Has anyone ever had this brand of lights? Good, bad or otherwise? Is Aqua Traders good or not? 

Thank you in advance!

:fish9:


----------



## bmoore09 (Nov 20, 2010)

Bee said:


> Okay, made a lil sale of our old car and had some money to spare so we went to the LFS. I was almost prepared to get everything I needed for our 55 gallon tall tank but then the numbers started hitting me.
> 
> lighting-200.00+ I wanted LED's he said I shouldn't get them... are they bad or something? I want to grow plant so..
> 
> ...


Shop on craigslist for most of what you need (tank/lights/lids). That will lessen the blow on the $$$.

I've never dealt with peat moss, but I can say go to your local pool supply store and get 50lbs of Pool Filter Sand for $10 or less for your substrate if you want sand.

Getting a lid is all preference. I've done no-lid, and while it does have that "cool" factor , it does limit some fish you can buy (limited to non-jumpers).

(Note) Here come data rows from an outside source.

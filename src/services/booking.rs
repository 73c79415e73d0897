//! booking.rs
//!
//! Ядро бронирования мест.
//!
//! Главный инвариант: на пару (show_id, seat_id) приходится не более одной
//! активной брони. Ядро не держит собственных блокировок: взаимное исключение
//! обеспечивает хранилище (блокировка сеанса внутри транзакции и уникальный
//! индекс), поэтому гарантия действует между разными процессами.
//!
//! Операции:
//! - `get_available_seats` / `available_seat_details`: свободные места;
//!   чтение ждёт завершения идущего бронирования этого сеанса;
//! - `book_seats`: атомарная покупка набора мест: все или ни одного;
//! - `is_sold_out`: пересчитывается по броням, сохранённому флагу не верит;
//! - `quote`: цены мест без бронирования;
//! - `list_shows`: афиша будущих сеансов.
//!
//! Повторы: транзиентные сбои фазы чтения повторяются с экспоненциальной
//! задержкой. После того как вставка ушла в хранилище, любой сбой
//! возвращается как `CommitAmbiguous` и не повторяется.

use std::collections::BTreeSet;
use std::future::Future;

use chrono::Utc;
use tracing::{error, info, warn};
use uuid::Uuid;

use crate::config::BookingConfig;
use crate::error::{BookingError, StoreError, ValidationError};
use crate::models::{
    Booking, BookingOutcome, Seat, SeatId, ShowId, ShowListing, Ticket, UserId,
};
use crate::services::pricing::{self, SeatQuote};
use crate::store::{BookingDraft, BookingStore, BookingTx, DraftLine, ShowLayout};

/// Где была попытка бронирования в момент сбоя.
#[derive(Debug, Clone, Copy, PartialEq, Eq)]
enum Phase {
    Reading,
    Writing,
}

#[derive(Clone)]
pub struct BookingService<S> {
    store: S,
    config: BookingConfig,
}

/// Пустой набор и дубликаты отклоняются до любого обращения к хранилищу.
pub fn validate_seat_set(seat_ids: &[SeatId]) -> Result<Vec<SeatId>, ValidationError> {
    if seat_ids.is_empty() {
        return Err(ValidationError::EmptySeatSet);
    }
    let mut seen = BTreeSet::new();
    for &seat_id in seat_ids {
        if !seen.insert(seat_id) {
            return Err(ValidationError::DuplicateSeat(seat_id));
        }
    }
    Ok(seen.into_iter().collect())
}

/// Все места должны принадлежать залу сеанса.
fn resolve_seats<'a>(
    layout: &'a ShowLayout,
    seat_ids: &[SeatId],
) -> Result<Vec<&'a Seat>, ValidationError> {
    let mut seats = Vec::with_capacity(seat_ids.len());
    let mut foreign = Vec::new();
    for &seat_id in seat_ids {
        match layout.seat(seat_id) {
            Some(seat) => seats.push(seat),
            None => foreign.push(seat_id),
        }
    }
    if !foreign.is_empty() {
        return Err(ValidationError::SeatsNotInShowroom {
            show_id: layout.show_id,
            seat_ids: foreign,
        });
    }
    Ok(seats)
}

impl<S: BookingStore> BookingService<S> {
    pub fn new(store: S, config: BookingConfig) -> Self {
        Self { store, config }
    }

    // Повтор операции фазы чтения при транзиентных сбоях
    async fn with_read_retry<T, F, Fut>(&self, op: &'static str, mut f: F) -> Result<T, BookingError>
    where
        F: FnMut() -> Fut,
        Fut: Future<Output = Result<T, StoreError>>,
    {
        let mut attempt = 0;
        loop {
            attempt += 1;
            match f().await {
                Ok(value) => return Ok(value),
                Err(e) if e.is_transient() && attempt <= self.config.read_retries => {
                    let delay = self.config.retry_delay(attempt);
                    warn!("{} failed (attempt {}), retrying in {:?}: {}", op, attempt, delay, e);
                    tokio::time::sleep(delay).await;
                }
                Err(e) if e.is_transient() => {
                    error!("{} failed after {} attempts: {}", op, attempt, e);
                    return Err(BookingError::Transient { attempts: attempt, source: e });
                }
                Err(e) => return Err(BookingError::Storage(e)),
            }
        }
    }

    async fn layout(&self, show_id: ShowId) -> Result<ShowLayout, BookingError> {
        self.with_read_retry("load_layout", || self.store.load_layout(show_id))
            .await?
            .ok_or_else(|| ValidationError::UnknownShow(show_id).into())
    }

    /// Свободные места сеанса.
    pub async fn get_available_seats(&self, show_id: ShowId) -> Result<BTreeSet<SeatId>, BookingError> {
        let layout = self.layout(show_id).await?;
        let booked = self
            .with_read_retry("booked_seats", || {
                self.store.booked_seats(show_id, self.config.tx_timeout())
            })
            .await?;
        Ok(layout.seat_ids().difference(&booked).copied().collect())
    }

    /// Свободные места с рядом, номером, категорией и ценой.
    pub async fn available_seat_details(&self, show_id: ShowId) -> Result<Vec<SeatQuote>, BookingError> {
        let layout = self.layout(show_id).await?;
        let booked = self
            .with_read_retry("booked_seats", || {
                self.store.booked_seats(show_id, self.config.tx_timeout())
            })
            .await?;
        Ok(layout
            .seats
            .iter()
            .filter(|seat| !booked.contains(&seat.id))
            .map(|seat| pricing::quote_seat(&layout, seat))
            .collect())
    }

    /// Распродан ли сеанс. Считается по активным броням.
    /// Зал без мест распроданным не считается.
    pub async fn is_sold_out(&self, show_id: ShowId) -> Result<bool, BookingError> {
        let layout = self.layout(show_id).await?;
        let booked = self
            .with_read_retry("active_booking_count", || self.store.active_booking_count(show_id))
            .await?;
        Ok(layout.capacity() > 0 && booked >= layout.capacity())
    }

    pub async fn quote(&self, show_id: ShowId, seat_ids: &[SeatId]) -> Result<Vec<SeatQuote>, BookingError> {
        let seat_ids = validate_seat_set(seat_ids)?;
        let layout = self.layout(show_id).await?;
        let seats = resolve_seats(&layout, &seat_ids)?;
        Ok(seats.into_iter().map(|seat| pricing::quote_seat(&layout, seat)).collect())
    }

    pub async fn list_shows(&self, only_available: bool) -> Result<Vec<ShowListing>, BookingError> {
        let shows = self
            .with_read_retry("list_upcoming_shows", || self.store.list_upcoming_shows())
            .await?;
        Ok(shows
            .into_iter()
            .filter(|s| !only_available || !s.is_sold_out())
            .collect())
    }

    /// Забронировать все места набора для пользователя или ни одного.
    ///
    /// Занятые места возвращаются как `BookingOutcome::Conflict`, это не ошибка.
    pub async fn book_seats(
        &self,
        show_id: ShowId,
        seat_ids: &[SeatId],
        user_id: UserId,
    ) -> Result<BookingOutcome, BookingError> {
        let seat_ids = validate_seat_set(seat_ids)?;
        if user_id <= 0 {
            return Err(ValidationError::InvalidUser(user_id).into());
        }

        let layout = self.layout(show_id).await?;
        let seats = resolve_seats(&layout, &seat_ids)?;

        let draft = BookingDraft {
            booking_ref: Uuid::new_v4(),
            show_id,
            user_id,
            booking_time: Utc::now(),
            lines: seats
                .iter()
                .map(|seat| DraftLine {
                    seat_id: seat.id,
                    price_cents: pricing::price_for(&layout, seat),
                })
                .collect(),
        };

        let mut attempt = 0;
        loop {
            attempt += 1;
            let mut phase = Phase::Reading;
            let result = tokio::time::timeout(
                self.config.tx_timeout(),
                self.attempt_booking(&layout, &seats, &draft, &mut phase),
            )
            .await
            .unwrap_or_else(|_| {
                Err(StoreError::Transient(format!(
                    "booking attempt exceeded {:?}",
                    self.config.tx_timeout()
                )))
            });

            let err = match result {
                Ok(outcome) => return Ok(outcome),
                Err(e) => e,
            };

            if phase == Phase::Writing {
                error!(
                    "Booking {} for show {} has unknown outcome: {}",
                    draft.booking_ref, show_id, err
                );
                return Err(BookingError::CommitAmbiguous {
                    show_id,
                    reason: err.to_string(),
                });
            }

            if !err.is_transient() {
                return Err(BookingError::Storage(err));
            }
            if attempt > self.config.read_retries {
                error!("Booking for show {} failed after {} attempts: {}", show_id, attempt, err);
                return Err(BookingError::Transient { attempts: attempt, source: err });
            }

            let delay = self.config.retry_delay(attempt);
            warn!(
                "Booking read phase for show {} failed (attempt {}), retrying in {:?}: {}",
                show_id, attempt, delay, err
            );
            tokio::time::sleep(delay).await;
        }
    }

    // Одна транзакция: блокировка сеанса, проверка, вставка, флаг, коммит
    async fn attempt_booking(
        &self,
        layout: &ShowLayout,
        seats: &[&Seat],
        draft: &BookingDraft,
        phase: &mut Phase,
    ) -> Result<BookingOutcome, StoreError> {
        let show_id = draft.show_id;
        let seat_ids: Vec<SeatId> = draft.lines.iter().map(|l| l.seat_id).collect();

        let mut tx = self.store.begin(show_id, self.config.tx_timeout()).await?;

        let taken = tx.taken_seats(show_id, &seat_ids).await?;
        if !taken.is_empty() {
            if let Err(e) = tx.rollback().await {
                warn!("Rollback after conflict on show {} failed: {}", show_id, e);
            }
            info!("Seats {:?} of show {} already booked", taken, show_id);
            return Ok(BookingOutcome::Conflict { unavailable: taken });
        }

        *phase = Phase::Writing;
        match tx.insert_bookings(draft).await {
            Ok(()) => {}
            Err(StoreError::UniqueViolation) => {
                // Ничего не закоммичено, так что это обычный конфликт
                *phase = Phase::Reading;
                if let Err(e) = tx.rollback().await {
                    warn!("Rollback after unique violation on show {} failed: {}", show_id, e);
                }
                let booked = self.store.booked_seats(show_id, self.config.tx_timeout()).await?;
                let mut unavailable: Vec<SeatId> =
                    seat_ids.iter().copied().filter(|id| booked.contains(id)).collect();
                if unavailable.is_empty() {
                    unavailable = seat_ids;
                }
                warn!("Unique index rejected booking on show {}: seats {:?}", show_id, unavailable);
                return Ok(BookingOutcome::Conflict { unavailable });
            }
            Err(e) => return Err(e),
        }

        let active = tx.count_active(show_id).await?;
        let sold_out = layout.capacity() > 0 && active >= layout.capacity();
        tx.set_booked_out(show_id, sold_out).await?;
        tx.commit().await?;

        let tickets: Vec<Ticket> = seats
            .iter()
            .zip(&draft.lines)
            .map(|(seat, line)| Ticket {
                seat_id: seat.id,
                row_number: seat.row_number,
                seat_number: seat.seat_number,
                price_cents: line.price_cents,
            })
            .collect();
        let total_cents = tickets.iter().map(|t| t.price_cents).sum();

        info!(
            "Booked {} seats on show {} for user {} (ref {})",
            tickets.len(),
            show_id,
            draft.user_id,
            draft.booking_ref
        );
        if sold_out {
            info!("Show {} is sold out", show_id);
        }

        Ok(BookingOutcome::Booked(Booking {
            booking_ref: draft.booking_ref,
            show_id,
            user_id: draft.user_id,
            booking_time: draft.booking_time,
            tickets,
            total_cents,
            sold_out,
        }))
    }
}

I don't think there's much known about LED effects on plants. If you really want to go with a heavily planted tank Iwould just go T5. Yah, they can be expensive, but they're worth it. But make sure you have the right levels b/c you may get into a situation where you need co2, or else you'll have algae everywhere.

Hope that helped a little. I'm still learning ....and while this forum is extremely helpful, most of it is lessons learned the hard way


----------



## SuckMyCichlids (Nov 5, 2011)

bmoore09 said:


> I'm still learning ....and while this forum is extremely helpful, most of it is lessons learned the hard way


Man I hear that! lol


----------



## Bee (Oct 7, 2011)

I can agree to that, lessons learned the hard way! LOL The guy said I needed a certain kind of sand and it didn't even turn out to be sand. It was chunky, which I didn't want.. But he said that other sands don't hold nutrients or are made of coral, which I guess is also bad?


----------



## Summer (Oct 3, 2011)

I can't chime in on much, however I have play sand and it seems to be working quite well! The lid is your preference, and as for hte light, I have a shop light with GE aquarium bulbs, the whole shebang cost about 30 bucks. Plants are growing well and look great to me! i'm sure you can go more high tech, if YOU want to, but you can also go cheaper and still do well with it. That's all in what your preference is and what your goals are for your tank!


----------



## Bee (Oct 7, 2011)

Anyone know about that light that I posted? Does it look like a good deal? Or too good to be true? Summer, I plan on making this a nice looking tank but hopefully for cheap. LOL If that is even possible.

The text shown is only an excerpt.